KCNE1 Das Double-Nickase-Plasmid (h) besteht aus einem aufeinander abgestimmten Plasmidpaar, das für die hochspezifische Bearbeitung des KCNE1-Lokus in human-Zelllinien entwickelt wurde. Jedes Plasmid exprimiert eine Cas9-D10A-Nickase und eine spezifische sgRNA, die auf entgegengesetzte DNA-Stränge innerhalb von KCNE1 abzielt. Wenn sie auf benachbarte Stellen auf entgegengesetzten DNA-Strängen gerichtet sind, erzeugen die beiden Nickasen versetzte Einzelstrang-Schnitte, die zusammen einen versetzten Doppelstrangbruch erzeugen, was eine koordinierte On-Target-Aktivität beider Guides erfordert.
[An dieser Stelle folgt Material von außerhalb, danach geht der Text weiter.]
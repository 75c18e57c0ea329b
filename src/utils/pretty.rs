//! Pretty printing utilities for schedules and reports.
//!
//! Tree-shaped values implement [`PrettyPrint`] on top of the `pretty`
//! document combinators. Flat, line-oriented reports use [`CodeFormatter`].

use pretty::RcDoc;
use std::fmt;

/// Default line width for pretty printing.
pub const DEFAULT_WIDTH: usize = 80;

/// A pretty-printable value.
pub trait PrettyPrint {
    /// Convert to a pretty document.
    fn to_doc(&self) -> RcDoc<'_, ()>;

    /// Pretty print to a string with the given width.
    fn pretty_print(&self, width: usize) -> String {
        let mut output = String::new();
        // Writing into a String cannot fail.
        let _ = self.to_doc().render_fmt(width, &mut output);
        output
    }

    /// Pretty print with default width.
    fn pretty(&self) -> String {
        self.pretty_print(DEFAULT_WIDTH)
    }
}

/// `header` followed by `children`, each on its own line and indented by
/// `offset` columns.
pub fn nested<'a>(header: RcDoc<'a, ()>, children: Vec<RcDoc<'a, ()>>, offset: isize) -> RcDoc<'a, ()> {
    children
        .into_iter()
        .fold(header, |doc, child| doc.append(RcDoc::hardline().append(child).nest(offset)))
}

/// A simple line formatter for indented text reports.
#[derive(Debug)]
pub struct CodeFormatter {
    output: String,
    indent_level: usize,
    indent_str: String,
    at_line_start: bool,
}

impl CodeFormatter {
    /// Create a new formatter with the given indent string.
    pub fn new(indent_str: &str) -> Self {
        Self {
            output: String::new(),
            indent_level: 0,
            indent_str: indent_str.to_string(),
            at_line_start: true,
        }
    }

    /// Create a formatter with default settings (2 spaces).
    pub fn default_indent() -> Self {
        Self::new("  ")
    }

    /// Increase indentation level.
    pub fn indent(&mut self) {
        self.indent_level += 1;
    }

    /// Decrease indentation level.
    pub fn dedent(&mut self) {
        if self.indent_level > 0 {
            self.indent_level -= 1;
        }
    }

    /// Write text.
    pub fn write(&mut self, s: &str) {
        for c in s.chars() {
            if c == '\n' {
                self.output.push('\n');
                self.at_line_start = true;
            } else {
                if self.at_line_start {
                    for _ in 0..self.indent_level {
                        self.output.push_str(&self.indent_str);
                    }
                    self.at_line_start = false;
                }
                self.output.push(c);
            }
        }
    }

    /// Write a line.
    pub fn writeln(&mut self, s: &str) {
        self.write(s);
        self.write("\n");
    }

    /// Write a header line followed by an indented section.
    pub fn section<F: FnOnce(&mut Self)>(&mut self, header: &str, f: F) {
        self.writeln(header);
        self.indent();
        f(self);
        self.dedent();
    }

    /// Get the formatted output.
    pub fn finish(self) -> String {
        self.output
    }

    /// Get a reference to the current output.
    pub fn output(&self) -> &str {
        &self.output
    }
}

impl fmt::Write for CodeFormatter {
    fn write_str(&mut self, s: &str) -> fmt::Result {
        self.write(s);
        Ok(())
    }
}

/// Format a list with separators.
pub fn format_list<T: fmt::Display>(items: &[T], sep: &str) -> String {
    items
        .iter()
        .map(|x| x.to_string())
        .collect::<Vec<_>>()
        .join(sep)
}

/// Format a list with separators using a custom formatter.
pub fn format_list_with<T, F: Fn(&T) -> String>(items: &[T], sep: &str, f: F) -> String {
    items
        .iter()
        .map(f)
        .collect::<Vec<_>>()
        .join(sep)
}

#[cfg(test)]
mod tests {
    use super::*;

    struct Outline(&'static str, Vec<Outline>);

    impl PrettyPrint for Outline {
        fn to_doc(&self) -> RcDoc<'_, ()> {
            nested(RcDoc::text(self.0), self.1.iter().map(|c| c.to_doc()).collect(), 2)
        }
    }

    #[test]
    fn test_nested_docs() {
        let tree = Outline("band", vec![Outline("leaf S0", vec![]), Outline("leaf S1", vec![])]);
        assert_eq!(tree.pretty(), "band\n  leaf S0\n  leaf S1");
    }

    #[test]
    fn test_code_formatter() {
        let mut fmt = CodeFormatter::default_indent();
        fmt.section("Statement S0:", |f| {
            f.writeln("Domain: { S0[i] : 0 <= i < 4 }");
        });
        fmt.writeln("done");

        let output = fmt.finish();
        assert!(output.contains("  Domain"));
        assert!(output.ends_with("done\n"));
    }

    #[test]
    fn test_format_list() {
        assert_eq!(format_list(&[1, 2, 3], ", "), "1, 2, 3");
        assert_eq!(format_list_with(&[true, false], " ", |b| if *b { "y".into() } else { "n".into() }), "y n");
    }
}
Der resultierende DNA-Bruch wird durch endogene zelluläre Reparaturwege behoben, meist durch nicht-homologe Endverknüpfung (NHEJ), was zu Insertionen oder Deletionen führt, die die KCNE1-Funktion stören. Durch die Notwendigkeit einer doppelten sgRNA-Bindung am Zielort erhöht der Doppel-Nick-Ansatz die Spezifität der Bearbeitung und bietet eine komplementäre CRISPR-Strategie für Anwendungen, bei denen eine zusätzliche Kontrolle über die Zielgenauigkeit gewünscht ist.
Um eine effiziente Identifizierung editierter Zellen zu unterstützen, kodiert ein Plasmid GFP zur fluoreszierenden Visualisierung transfizierter Populationen, während das Begleitplasmid ein Puromycin-Resistenzgen für die Antibiotika-Selektion trägt. Zusammen unterstützen diese Merkmale eine effiziente Anreicherung co-transfizierter Populationen und vereinfachen die Validierung von Klonen mit KCNE1-Störung.
Nur für Forschungszwecke. Nicht für diagnostische oder therapeutische Zwecke bestimmt.